Not a phrase I ever expected to come across, but here it is, in David Omissi’s Air Power and Colonial Control, the context being the introduction of one the most successful aircraft of the interwar period, the Hawker Hart:

The Hart was soon found to be suitable for India; fifty-seven aircraft were accordingly fitted with desert equipment, large tyres and extra fuel; they flew with three Indian squadrons until 1939. Their high performance was particularly values on the Frontier as they were the only aircraft which could meet the Afghan air menace on equal terms, especially after 1937 when the Afghans began to employ the Hind, itself a high-speed derivative of the Hart. Others served in Egypt and Palestine.1

Afghanistan established an independent air force as early as 1924, though it was easy enough for the British to dismiss as the only Afghan who could fly an aeroplane was made its Chief of Air Staff! But though small in European terms, with mainly Soviet assistance and aircraft the Afghan Air Force became quite efficient within a few years, and was used in several air control operations of its own, against rebellious tribes in outlying areas.
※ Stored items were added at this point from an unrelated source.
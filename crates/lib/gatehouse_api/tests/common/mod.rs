//! Shared harness for router integration tests: an in-memory store, fake
//! credential validators and a fake execution client.

#![allow(dead_code)]

use std::collections::HashMap;
use std::sync::Arc;
use std::sync::atomic::{AtomicUsize, Ordering};
use std::time::Duration;

use async_trait::async_trait;
use axum::Router;
use axum::body::Body;
use axum::http::{HeaderMap, Request, StatusCode};
use chrono::{TimeZone, Utc};
use gatehouse_api::{AppState, config::ApiConfig};
use gatehouse_core::auth::admin::AdminKey;
use gatehouse_core::auth::agents::AgentStore;
use gatehouse_core::auth::client_keys::ClientKeyStore;
use gatehouse_core::auth::jwt::generate_access_token;
use gatehouse_core::auth::users::UserStore;
use gatehouse_core::auth::{Profile, ValidatorError};
use gatehouse_core::exec::client::{OUTPUT_STATUS_FAILED, OUTPUT_STATUS_SUCCESS};
use gatehouse_core::exec::{
    DEFAULT_EXEC_DEADLINE, ExecClient, ExecClientFactory, ExecError, ExecGate, ExecRequest,
    ExecResponse, ExecTarget,
};
use gatehouse_core::models::auth::{Agent, ClientKey, Org, User, UserProfile};
use gatehouse_core::models::plugin::{PLUGIN_REVIEW_NAME, Plugin, PluginConnection};
use gatehouse_core::models::review::{
    Review, ReviewConnection, ReviewOwner, ReviewStatus, ReviewType,
};
use gatehouse_core::models::session::{Session, SessionScript, SessionStatus};
use gatehouse_core::store::memory::MemoryStore;
use tokio_util::sync::CancellationToken;
use tower::ServiceExt;

pub const JWT_SECRET: &str = "test-secret";
pub const ORG: &str = "org-1";
pub const SESSION: &str = "s-1";
pub const REVIEW: &str = "r-1";
pub const CONNECTION: &str = "pg-prod";
pub const AGENT_TOKEN: &str = "x-agt-good";

pub struct Directory;

fn user(id: &str, email: &str, name: &str, groups: &[&str]) -> UserProfile {
    UserProfile {
        org: Org {
            id: ORG.into(),
            name: "acme".into(),
        },
        user: Some(User {
            id: id.into(),
            org_id: ORG.into(),
            email: email.into(),
            name: name.into(),
            status: "active".into(),
            slack_id: String::new(),
            groups: groups.iter().map(|g| g.to_string()).collect(),
        }),
    }
}

#[async_trait]
impl UserStore for Directory {
    async fn find_by_subject(&self, subject: &str) -> Result<Option<UserProfile>, ValidatorError> {
        Ok(match subject {
            "alice" => Some(user("u-alice", "alice@example.com", "Alice", &[])),
            "bob" => Some(user("u-bob", "bob@example.com", "Bob", &[])),
            "carol" => Some(user("u-carol", "carol@example.com", "Carol", &["admin"])),
            _ => None,
        })
    }
}

#[async_trait]
impl AgentStore for Directory {
    async fn find_by_token(&self, token: &str) -> Result<Option<Agent>, ValidatorError> {
        Ok((token == AGENT_TOKEN).then(|| Agent {
            id: "a-1".into(),
            org_id: ORG.into(),
            name: "edge".into(),
            mode: "standard".into(),
            status: "connected".into(),
        }))
    }
}

#[async_trait]
impl ClientKeyStore for Directory {
    async fn validate_dsn(&self, _dsn: &str) -> Result<Option<ClientKey>, ValidatorError> {
        Ok(None)
    }
}

/// Sleeps for `delay` then reports `exit_code`, unless cancelled first.
#[derive(Clone)]
pub struct FakeExec {
    pub delay: Duration,
    pub exit_code: i32,
    pub fail_connect: bool,
    pub connects: Arc<AtomicUsize>,
}

impl FakeExec {
    pub fn new(delay: Duration) -> Self {
        Self {
            delay,
            exit_code: 0,
            fail_connect: false,
            connects: Arc::default(),
        }
    }

    pub fn connects(&self) -> usize {
        self.connects.load(Ordering::SeqCst)
    }
}

struct FakeClient {
    session_id: String,
    delay: Duration,
    exit_code: i32,
}

#[async_trait]
impl ExecClientFactory for FakeExec {
    async fn connect(&self, target: &ExecTarget) -> Result<Box<dyn ExecClient>, ExecError> {
        self.connects.fetch_add(1, Ordering::SeqCst);
        if self.fail_connect {
            return Err(ExecError::UnknownConnection(target.connection.clone()));
        }
        Ok(Box::new(FakeClient {
            session_id: target.session_id.clone(),
            delay: self.delay,
            exit_code: self.exit_code,
        }))
    }
}

#[async_trait]
impl ExecClient for FakeClient {
    fn session_id(&self) -> &str {
        &self.session_id
    }

    async fn run(&mut self, request: ExecRequest, cancel: CancellationToken) -> ExecResponse {
        tokio::select! {
            _ = tokio::time::sleep(self.delay) => {
                let failed = self.exit_code != 0;
                ExecResponse {
                    session_id: self.session_id.clone(),
                    exit_code: Some(self.exit_code),
                    output: request.script,
                    output_status: if failed { OUTPUT_STATUS_FAILED } else { OUTPUT_STATUS_SUCCESS }.into(),
                    truncated: false,
                    execution_time_ms: self.delay.as_millis() as i64,
                    error_message: failed.then(|| format!("command exited with code {}", self.exit_code)),
                }
            }
            _ = cancel.cancelled() => ExecResponse::failed(&self.session_id, "execution cancelled", 0),
        }
    }
}

pub struct Harness {
    pub app: Router,
    pub store: Arc<MemoryStore>,
    pub gate: Arc<ExecGate>,
    pub exec: FakeExec,
    pub admin_key: String,
}

impl Harness {
    pub fn new(exec: FakeExec) -> Self {
        let store = Arc::new(MemoryStore::new());
        seed(&store);

        let admin_key = AdminKey::generate();
        let config = ApiConfig {
            bind_addr: "127.0.0.1:0".into(),
            profile: Profile::Production,
            jwt_secret: JWT_SECRET.into(),
            admin_key: Some(admin_key.clone()),
            userinfo_url: None,
            exec_deadline: DEFAULT_EXEC_DEADLINE,
        };
        let authenticator =
            config.authenticator(Arc::new(Directory), Arc::new(Directory), Arc::new(Directory));
        let gate = Arc::new(config.exec_gate(
            store.clone(),
            store.clone(),
            store.clone(),
            Arc::new(exec.clone()),
        ));

        let state = AppState {
            authenticator: Arc::new(authenticator),
            sessions: store.clone(),
            reviews: store.clone(),
            gate: gate.clone(),
        };

        Self {
            app: gatehouse_api::router(state),
            store,
            gate,
            exec,
            admin_key,
        }
    }

    pub fn review_status(&self) -> ReviewStatus {
        self.store.review(REVIEW).map(|r| r.status).unwrap()
    }

    pub fn set_review(&self, f: impl FnOnce(&mut Review)) {
        let mut review = self.store.review(REVIEW).unwrap();
        f(&mut review);
        self.store.put_review(review);
    }
}

pub fn session(id: &str, user_id: &str, email: &str, minutes: i64) -> Session {
    Session {
        id: id.into(),
        org_id: ORG.into(),
        user_id: user_id.into(),
        user_email: email.into(),
        user_name: String::new(),
        connection: CONNECTION.into(),
        connection_type: "database".into(),
        verb: "exec".into(),
        status: SessionStatus::Ready,
        script: SessionScript {
            data: "select now()".into(),
        },
        labels: HashMap::new(),
        event_size: 0,
        start_date: Utc.with_ymd_and_hms(2026, 3, 1, 12, 0, 0).unwrap()
            + chrono::Duration::minutes(minutes),
        end_date: None,
        review: None,
    }
}

/// Session `s-1` owned by alice, with an approved one-time review on a
/// connection enrolled in the review plugin.
fn seed(store: &MemoryStore) {
    store.put_session(session(SESSION, "u-alice", "alice@example.com", 0));
    store.put_review(Review {
        id: REVIEW.into(),
        org_id: ORG.into(),
        session_id: SESSION.into(),
        review_type: ReviewType::OneTime,
        input: "select now()".into(),
        input_env_vars: HashMap::new(),
        input_client_args: vec![],
        access_duration_secs: None,
        status: ReviewStatus::Approved,
        revoke_at: None,
        created_at: Utc::now(),
        created_by: ReviewOwner {
            id: "u-alice".into(),
            email: "alice@example.com".into(),
            name: "Alice".into(),
        },
        connection: ReviewConnection {
            id: "c-1".into(),
            name: CONNECTION.into(),
        },
        review_groups: vec![],
    });
    store.put_plugin(Plugin {
        id: "p-1".into(),
        org_id: ORG.into(),
        name: PLUGIN_REVIEW_NAME.into(),
        connections: vec![PluginConnection {
            id: "c-1".into(),
            name: CONNECTION.into(),
        }],
    });
}

pub fn user_token(subject: &str) -> String {
    generate_access_token(subject, &format!("{subject}@example.com"), JWT_SECRET.as_bytes())
        .unwrap()
}

/// A request from a regular client with an optional bearer token.
pub fn request(method: &str, uri: &str, token: Option<&str>, body: &str) -> Request<Body> {
    let mut builder = Request::builder()
        .method(method)
        .uri(uri)
        .header("origin", "client")
        .header("content-type", "application/json");
    if let Some(token) = token {
        builder = builder.header("authorization", format!("Bearer {token}"));
    }
    builder.body(Body::from(body.to_string())).unwrap()
}

pub fn exec_request(token: &str) -> Request<Body> {
    request(
        "POST",
        &format!("/api/sessions/{SESSION}/exec"),
        Some(token),
        "{}",
    )
}

pub async fn send(app: &Router, req: Request<Body>) -> (StatusCode, HeaderMap, serde_json::Value) {
    let resp = app.clone().oneshot(req).await.expect("request");
    let status = resp.status();
    let headers = resp.headers().clone();
    let body = axum::body::to_bytes(resp.into_body(), usize::MAX)
        .await
        .expect("read body");
    let json = if body.is_empty() {
        serde_json::Value::Null
    } else {
        serde_json::from_slice(&body).expect("parse JSON")
    };
    (status, headers, json)
}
Britain eventually felt it had to edge the Soviets out in order to gain some influence over it, hence the supply of Hinds (8 in 1937, another 20 ordered in 1939).

Although Omissi’s subject — air control, the use of airpower in Imperial policing, or in other words, the British air menace — is ostensibly quite some distance from strategic bombing, I found that reading his book illuminated aspects of my own work (and sadly, this means I’ve broken my New Year’s resolution already). Partly this is because he has chosen less jarring terms than I have (‘mitigation’? what was I thinking?) but it’s more because he provides a typology of indigenous responses (in practice) to being bombed which transfers pretty well to ideas being worked out, at the same time, in Britain (in theory) about how it would or should respond to being bombing. Although Omissi doesn’t describe it as such, it’s almost a spectrum of responses, varying with the capacity of the society under attack to resist, which in turn is going to depend largely on the resources available, but also on other factors such geography and climate. (That doesn’t quite work, though, because the responses aren’t mutually exclusive.)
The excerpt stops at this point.